Facebook. And by the way. If you have a “business page” on Facebook – that is the place for you to list what’s happening with your business. Of course you want your friends to know what’s going on. Just consider if its beginning to sound like bragging. Your business page is actually a better place for you to talk about your upcoming gigs. Make an update on your professional website instead.
Not listening . Listen more, talk less. It is an amazing compliment to listen to someone without constantly interrupting them. Giving someone your full attention is not just a nice thing to do, its the professional thing to do.
Fight the impulse to “share a similar story.” True, you may run the risk of being with a person who won’t be polite or aware enough to let you get a word in edgewise. More often, though, you will have a productive two-way conversation, an actual “exchange” when you listen well. Too often people are not listening, but rather, they’re thinking of the next thing they want to say. Fight the urge to let the other person know that you know as much as they know, or that you have a situation to share that “trumps” whatever they just said.

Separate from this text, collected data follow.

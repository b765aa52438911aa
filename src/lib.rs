//! Brigade - minimal virtual network bridge manager
//!
//! Creates bridge interfaces, enslaves existing interfaces to them as
//! ports, and tears everything down cleanly. The core is the concurrent
//! port/bridge registry: mutation happens under a coarse per-bridge lock
//! while the data-plane receive path reads the interface-to-port
//! association lock-free, with reclamation deferred until every reader
//! has drained. Forwarding is deliberately out of scope; transmit consumes
//! every frame.

pub mod bridge;
pub mod cli;
pub mod config;
pub mod console;
pub mod datapath;
pub mod error;
pub mod hwaddr;
pub mod iface;
pub mod port;
pub mod registry;
pub mod stack;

Self-check to make sure you’re not just participating in a one-upmanship situation.
Overbooking your calendar. Be realistic about your time. Be realistic about the length of time it takes to have a meaningful and productive meeting. Then…add 10 more minutes. For instance; make the appointment to meet with Sam from 9:30 a.m. to 10:30 a.m., but in your calendar clear the time from 8:45 to 10:45. Then when you and Sam meet, shake hands and assure him that you won’t keep him past 10:30. Emphasize your regard for his valuable time and throw in the fact that you have “some things” on your schedule as well. This helps your colleague to think about being considerate himself. This is really a must. Especially if you’re the consummate professional with whom folks enjoy spending time. They are likely to start “shooting the breeze” and you have things to do. If at all possible, avoid scheduling things back to back in your calendar. Keep at least 30 minutes between scheduled activities. Definitely no less than 15 minutes in between…and that’s cutting it close. You should have time to regroup, make notes on what just happened and/or to prepare for the next thing.
JUST SAY NO when people are pressing you to add things to your schedule that make you RUN. You lose your effectiveness when you are racing throughout the day. You may think that you look like a slick professional who is keeping it all together; but people who really are “professional” can see right through it. In the long run you’ll find that you are more effective. Doing five or six things well is far better than doing 20 things haphazardly. You’ll function smarter.

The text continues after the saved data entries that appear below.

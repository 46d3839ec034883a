// Copyright (c) 2026 Hypermesh Foundation. All rights reserved.
// Licensed under the Business Source License 1.1.
// See the LICENSE file in the repository root for full license text.

//! Fixed-point state types mirroring the on-chain planet record.
//!
//! Every quantity is a `rust_decimal::Decimal`, so the arithmetic in
//! [`crate::core_economy`] is free of binary floating-point rounding.

use rust_decimal::Decimal;
use rust_decimal_macros::dec;
use serde::{Deserialize, Serialize};
use std::fmt;
use std::ops::{Add, Sub};

/// Production is quoted per hour; the clock runs in seconds.
pub const SECONDS_PER_HOUR: Decimal = dec!(3600);

// ---------------------------------------------------------------------------
// Ships
// ---------------------------------------------------------------------------

/// A (possibly fractional) spaceship quantity.
#[derive(Debug, Clone, Copy, PartialEq, Eq, PartialOrd, Ord, Hash, Default, Serialize, Deserialize)]
pub struct Ships(pub Decimal);

impl Ships {
    pub fn zero() -> Self {
        Self(Decimal::ZERO)
    }

    pub fn from_decimal(d: Decimal) -> Self {
        Self(d)
    }

    pub fn is_zero(&self) -> bool {
        self.0.is_zero()
    }
}

impl Add for Ships {
    type Output = Self;
    fn add(self, rhs: Self) -> Self::Output {
        Self(self.0 + rhs.0)
    }
}

impl Sub for Ships {
    type Output = Self;
    fn sub(self, rhs: Self) -> Self::Output {
        Self(self.0 - rhs.0)
    }
}

impl fmt::Display for Ships {
    fn fmt(&self, f: &mut fmt::Formatter<'_>) -> fmt::Result {
        write!(f, "{} ships", self.0)
    }
}

// ---------------------------------------------------------------------------
// Parameters
// ---------------------------------------------------------------------------

/// Fixed-point planet stats.
#[derive(Debug, Clone, Copy, PartialEq, Eq, Serialize, Deserialize)]
pub struct FixedStats {
    /// Ships per hour at full capacity.
    pub production: Decimal,
    /// Capacity cap.
    pub max_upkeep: Ships,
}

/// Fixed-point world constants.
#[derive(Debug, Clone, Copy, PartialEq, Eq, Serialize, Deserialize)]
pub struct FixedWorld {
    /// Maximum upkeep decay window, seconds.
    pub external_upkeep_duration: Decimal,
    /// Maximum upkeep decay rate, ships per second.
    pub external_upkeep_down_rate: Decimal,
}

// ---------------------------------------------------------------------------
// FixedPlanetState
// ---------------------------------------------------------------------------

/// Decimal counterpart of [`crate::types::PlanetEconomyState`].
#[derive(Debug, Clone, Copy, PartialEq, Eq, Serialize, Deserialize)]
pub struct FixedPlanetState {
    pub num_spaceships: Ships,
    pub last_update: Decimal,
    pub external_upkeep: Ships,
    pub external_upkeep_duration: Decimal,
    pub stats: FixedStats,
    pub world: FixedWorld,
}

impl FixedPlanetState {
    pub fn genesis(stats: FixedStats, world: FixedWorld, time: Decimal, initial_grant: Ships) -> Self {
        Self {
            num_spaceships: initial_grant.max(Ships::zero()),
            last_update: time,
            external_upkeep: Ships::zero(),
            external_upkeep_duration: Decimal::ZERO,
            stats,
            world,
        }
    }

    pub fn has_debt(&self) -> bool {
        self.external_upkeep.0 > Decimal::ZERO
    }

    pub(crate) fn clear_debt(&mut self) {
        self.external_upkeep = Ships::zero();
        self.external_upkeep_duration = Decimal::ZERO;
    }
}

// ---------------------------------------------------------------------------
// Tests
// ---------------------------------------------------------------------------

Another result of overbooking is making people wait who have honored their appointed times with you. It’s rude and again, says that you don’t respect their time and energy. Somehow we’ve begun to think making people wait is some sort of privilege that you get when you have gained status and clout. Putting people off who have appointments with you any more than two or three minutes is unacceptable etiquette no matter who you are. Conversely, being late for appointments without calling ahead with apologies and an offer to reschedule if they would like is equally rude and unprofessional.
Executives are expected to have a handle on proper behavior. It would be smart and helpful to do some reading to “bone up” on proper business and social etiquette. Consider it an important part of your growth.